Any room for complacency is gone and we now need strong regulation and enforcement of existing codes and to define minimum standards of acceptable quality. Enforcing these codes involves the legislature, the executive and the judiciary to define, implement and enforce those same codes and quality we expect and wish to enjoy. Today this not only requires appropriate regulation and robust enforcement mechanisms but also technologies to deliver transparency and accountability.
The technology approach will transition the ‘she’ll be right’ approach to one supporting future economic drivers such as the Internet of Things, smart cities and the circular economy. Verified data attached to product removes the subjectivity of traditional approaches and supports these data driven mechanisms, which remove or significantly lessen the risk of non-conforming product.
We do many things very well; in legislation, we have an excellent National Construction Code supported by a strong set of standards, which is given force through state-based legislation. On site, labour rules are given force through the Fair Work Act and occupational health and safety legislation, whilst enforcement is aided through the Fair Work Ombudsman, workplace safety authorities and labour unions. Add to this our innovative construction systems in new materials, science, factories of the future and prefabrication, which lead the world...or should!
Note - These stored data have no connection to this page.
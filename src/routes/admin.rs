use crate::{AppState, handlers};
use axum::{Router, routing::get};

/// Admin Router Module
///
/// Routes exclusively accessible to ADMIN identities, nested under `/admin`.
/// The surrounding router layer authenticates the request; each handler then
/// enforces the ADMIN_ONLY RouteAccess record before touching the store.
pub fn admin_routes() -> Router<AppState> {
    Router::new()
        // GET /admin/users
        // Full user directory (profiles only, never password hashes). Used to
        // pick assignees when managing projects and tasks.
        .route("/users", get(handlers::list_users))
}
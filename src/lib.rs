use axum::{
    Router,
    extract::{FromRef, Request},
    http::HeaderName,
    middleware::{self, Next},
    response::Response,
};

use tower::ServiceBuilder;
use tower_http::{
    cors::{Any, CorsLayer},
    request_id::{MakeRequestUuid, PropagateRequestIdLayer, SetRequestIdLayer},
    trace::{DefaultOnResponse, TraceLayer},
};
use tracing::{Level, Span};

// --- Module Structure ---

// Access-control core.
pub mod audit;
pub mod auth;
pub mod config;
pub mod error;
pub mod password;
pub mod reports;
pub mod scope;
pub mod token;

// CRUD glue over the core.
pub mod handlers;
pub mod models;
pub mod repository;

// Routing segregation (Public, Authenticated, Admin).
pub mod routes;
use auth::Identity;
use routes::{admin, authenticated, public};

// --- Public Re-exports ---

pub use config::AppConfig;
pub use password::{BcryptHasher, PasswordHasher};
pub use repository::{PostgresRepository, RepositoryState};

/// AppState
///
/// The single, thread-safe, immutable container holding all services the
/// handlers need, shared across every incoming request. The only read-mostly
/// shared pieces are the configuration (incl. the signing secret) and the
/// store handle; everything per-request is derived fresh.
#[derive(Clone)]
pub struct AppState {
    /// Repository layer: the black-box persistence collaborator.
    pub repo: RepositoryState,
    /// Credential hasher collaborator (opaque one-way hash + compare).
    pub hasher: std::sync::Arc<dyn PasswordHasher>,
    /// The loaded, immutable environment configuration.
    pub config: AppConfig,
}

// FromRef implementations let extractors pull individual components out of the
// shared state; the Identity extractor only ever needs AppConfig.

impl FromRef<AppState> for RepositoryState {
    fn from_ref(app_state: &AppState) -> RepositoryState {
        app_state.repo.clone()
    }
}

impl FromRef<AppState> for AppConfig {
    fn from_ref(app_state: &AppState) -> AppConfig {
        app_state.config.clone()
    }
}

/// auth_middleware
///
/// Enforces authentication for the protected routers. Extracting `Identity`
/// runs the full Authentication Gate; any failure rejects the request with an
/// opaque 401 before the handler executes.
async fn auth_middleware(_identity: Identity, request: Request, next: Next) -> Response {
    next.run(request).await
}

/// create_router
///
/// Assembles the routing structure, applies global and scoped middleware, and
/// registers the application state.
pub fn create_router(state: AppState) -> Router {
    let cors = CorsLayer::new()
        .allow_methods(Any)
        .allow_origin(Any)
        .allow_headers(Any);

    // Header name constant for request correlation.
    let x_request_id = HeaderName::from_static("x-request-id");

    let base_router = Router::new()
        // Public routes: no middleware applied.
        .merge(public::public_routes())
        // Authenticated routes: the gate runs before any handler.
        .merge(
            authenticated::authenticated_routes()
                .route_layer(middleware::from_fn_with_state(state.clone(), auth_middleware)),
        )
        // Admin routes, nested under '/admin'. Authentication is layered here
        // too; the ADMIN role requirement is enforced per-operation inside the
        // handlers via RouteAccess.
        .nest(
            "/admin",
            admin::admin_routes()
                .route_layer(middleware::from_fn_with_state(state.clone(), auth_middleware)),
        )
        .with_state(state);

    // Observability and correlation layers, applied outermost.
    base_router
        .layer(
            ServiceBuilder::new()
                .layer(SetRequestIdLayer::new(x_request_id.clone(), MakeRequestUuid))
                .layer(
                    TraceLayer::new_for_http()
                        .make_span_with(trace_span_logger)
                        .on_response(
                            DefaultOnResponse::new()
                                .level(Level::INFO)
                                .latency_unit(tower_http::LatencyUnit::Millis),
                        ),
                )
                .layer(PropagateRequestIdLayer::new(x_request_id)),
        )
        .layer(cors)
}

/// trace_span_logger
///
/// Customizes TraceLayer's span creation so every log line for a single
/// request is correlated by the generated x-request-id.
fn trace_span_logger(request: &axum::http::Request<axum::body::Body>) -> Span {
    let request_id = request
        .headers()
        .get("x-request-id")
        .and_then(|value| value.to_str().ok())
        .unwrap_or("unknown");

    tracing::info_span!(
        "http_request",
        method = ?request.method(),
        uri = ?request.uri(),
        req_id = %request_id,
    )
}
Yet when it comes to products, we have goods coming in from many places with few modern mechanisms or technologies to ensure these meet NCC requirements, Australian standards or fair work practice. The consequences are serious, as we have seen glass panels explode from balconies and shatter in the street. We have seen water ingress into apartments, glazing failures, steel failures and dangerous and faulty cables go into thousands of businesses and homes. And we have seen dreadful fires both overseas and at home.
The Grenfell fire and Lacrosse before that proved things will not ‘be right mate.’ The task of audit and rectification, enforcement, disciplinary action and adjustments to current compliance certification creates a burden on consumers. Retroactively applying an enforcement regime to undo past wrongs is complex, time consuming and costly. The wrong will not right itself and will continue to harm.
This is not about fault or blame. It’s a market and regulatory failure, not a failure of any one party. If you create an environment where people can supply dangerous and inferior products without consequence, that is what you will get.
What is needed is an innovation system and technology network solution, which provides an incentive for stakeholders throughout the supply chain to comply. We need to baseline which products can be measured and the metrics and responsible authorities to define them. It won’t be any one party but rather a network of individuals, business entities and organisations interacting with one another in a controlled framework environment to solve the problem and outcomes be enjoyed.
We can be right mate and we can compete but to address non-conforming products, we need to attack problems at their core. This means market mechanisms and technologies to provide incentive for responsible behaviours.
To enforce compliance and wear the consequences after the failure where standards are not met is costly and, frankly, too late mate!